I have wanted to write about this topic for a long time. We’ve all experienced it, and truth be told, we’ve all done it. It’s one method used to gain the upper-hand in a power dynamic. Back in the day when we were “less conscious” it was harder to detect – it seemed like a staple in many (especially romantic) relationships. However, nowadays, as we have become more conscious independent creators of our own lives, it’s a lot more noticeable.

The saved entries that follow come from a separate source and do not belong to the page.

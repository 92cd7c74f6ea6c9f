use std::fmt;
use std::io;

use kserial_frame::{ErrorCategory, FrameError};

// sysexits-style exit codes.
pub const SUCCESS: i32 = 0;
pub const FAILURE: i32 = 1;
pub const PERMISSION_DENIED: i32 = 50;
pub const DATA_INVALID: i32 = 60;
pub const USAGE: i32 = 64;
pub const NOT_FOUND: i32 = 66;
pub const INTERNAL: i32 = 125;

pub type CliResult<T> = Result<T, CliError>;

#[derive(Debug)]
pub struct CliError {
    pub code: i32,
    pub message: String,
}

impl CliError {
    pub fn new(code: i32, message: impl Into<String>) -> Self {
        Self {
            code,
            message: message.into(),
        }
    }
}

impl fmt::Display for CliError {
    fn fmt(&self, f: &mut fmt::Formatter<'_>) -> fmt::Result {
        write!(f, "{}", self.message)
    }
}

impl std::error::Error for CliError {}

pub fn io_error(context: &str, err: io::Error) -> CliError {
    let code = match err.kind() {
        io::ErrorKind::PermissionDenied => PERMISSION_DENIED,
        io::ErrorKind::NotFound => NOT_FOUND,
        io::ErrorKind::InvalidData | io::ErrorKind::UnexpectedEof => DATA_INVALID,
        _ => INTERNAL,
    };
    CliError::new(code, format!("{context}: {err}"))
}

pub fn frame_error(context: &str, err: FrameError) -> CliError {
    match err.category() {
        ErrorCategory::Io => match err {
            FrameError::Io(source) => io_error(context, source),
            other => CliError::new(FAILURE, format!("{context}: {other}")),
        },
        ErrorCategory::MalformedHeader
        | ErrorCategory::TruncatedFrame
        | ErrorCategory::Encoding => CliError::new(DATA_INVALID, format!("{context}: {err}")),
        ErrorCategory::Unrecoverable => CliError::new(INTERNAL, format!("{context}: {err}")),
    }
}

If we give ourselves permission to see it, we can transform or eliminate toxic relationships from our lives. It also helps you create healthy (and hopefully mutually respectful) boundaries with people who are inherently part of your life, such as family. But most importantly, this will transform your self-esteem, communication and self-expression, giving you a new sense of freedom.

By definition, gaslighting is a form of psychological manipulation. The “perpetrator” covertly sows seeds of doubt in a targeted individual, making them question their own memory, perception, or judgment. Over time, this evokes cognitive dissonance and other distortions such as distrust in oneself and low self-esteem.

Gaslighting is so subtle that when you examine a disorienting communication experience, you may blow it off as you “over-reacting”. That is the power of gaslighting, it’s shadowy in nature, and the perpetrator frames it in a way that they cannot be argued against without you looking like an idiot or making things up. It’s sticky. And it always comes from a place of control and serving a perpetrators narrative (whatever story they have cultivated about themselves and their reality). It “works” because the recipient already has a level of self-doubt, are naive or ignorant about the true nature of the other person, or might be tolerating a situation to keep the peace. It also pops up during times of transitions when we are already experiencing vulnerability and doubt of the “unknown” we are stepping into, and those in our lives project their opinions which can have you questioning your path.

If it feels “off” – no matter how it is presented at the surface – it probably is. Trust that.

And while gaslighting is common in romantic relationships, family dynamics and sales techniques, it’s also prevalent in personal and spiritual development.

YES. I said it.

And it needs to be talked about.

Some of this comes from spiritual snobbery and specialness, and an inflated sense of authority, while some of it comes from a genuine drive to help others they perceive “needs” your help. But what underpins all of this is egoic judgment, a lack of discipline, and a distorted understanding of the true nature of what transformation really is.

And we need to look at this, both within ourselves and people we follow because, in my opinion, it’s becoming more prevalent. Just because it’s “spiritual” or someone claims to be a “guru” or “awakened” – it doesn’t mean what they put out is beneficial for you. I’ve seen globally recognised “guru’s” do the standover to others physically much smaller than them in front of large crowds. Not only is this unnecessary, but a misuse of power. There is a fine line between invoking empowerment and invoking dependence. And it seems that discernment is thrown out the window in the “spiritual” space.
It also affects our day-to-day. Over the years, I’ve had experiences where I have come out of conversations, seminars or talks feeling like I have regressed 10 steps backwards instead of triggering deeper insight for real-life transformation. Around certain people, I can’t talk about mundane stuff like getting a flat car tyre or a minor health concern without it getting nit-picked or “analysed”. And when I request not wanting to delve into the deeper meaning, I am then told I am in “resistance”.

This is something we have ALL participated to some degree, and it can get toxic.

But it has to change.

Personal development, self-mastery, transformation, ascension, and spirituality, is a very personal experience sacred to each individual person. It’s no one else’s business. Everyone has free will and is responsible for their own choices. And sometimes you have to accept things as they are. Too many people are turning themselves into pretzels trying to shift a dynamic that does not want to change. Sometimes you have to accept what is, sometimes you have to walk away.

It takes discipline and a new level of detachment and neutrality to come to a place of non-judgment of your own and other people’s choices.

When we stand in our own personal power and ACCEPT the truth of who other people are, gaslighting won’t stick. 

And especially during transitions when you are experiencing fear, anxiety, vulnerability, doubt, and uncertainty, it’s important to remain razor-focused on your personal process and the outcomes you are heading towards to keep momentum.

Gaslighting won’t stick as we become more sovereign as independent creative beings. It can’t. Harvesting “energy” from others is not sustainable, and we have to learn to get comfortable re-evaluating personal boundaries as we move through different experiences.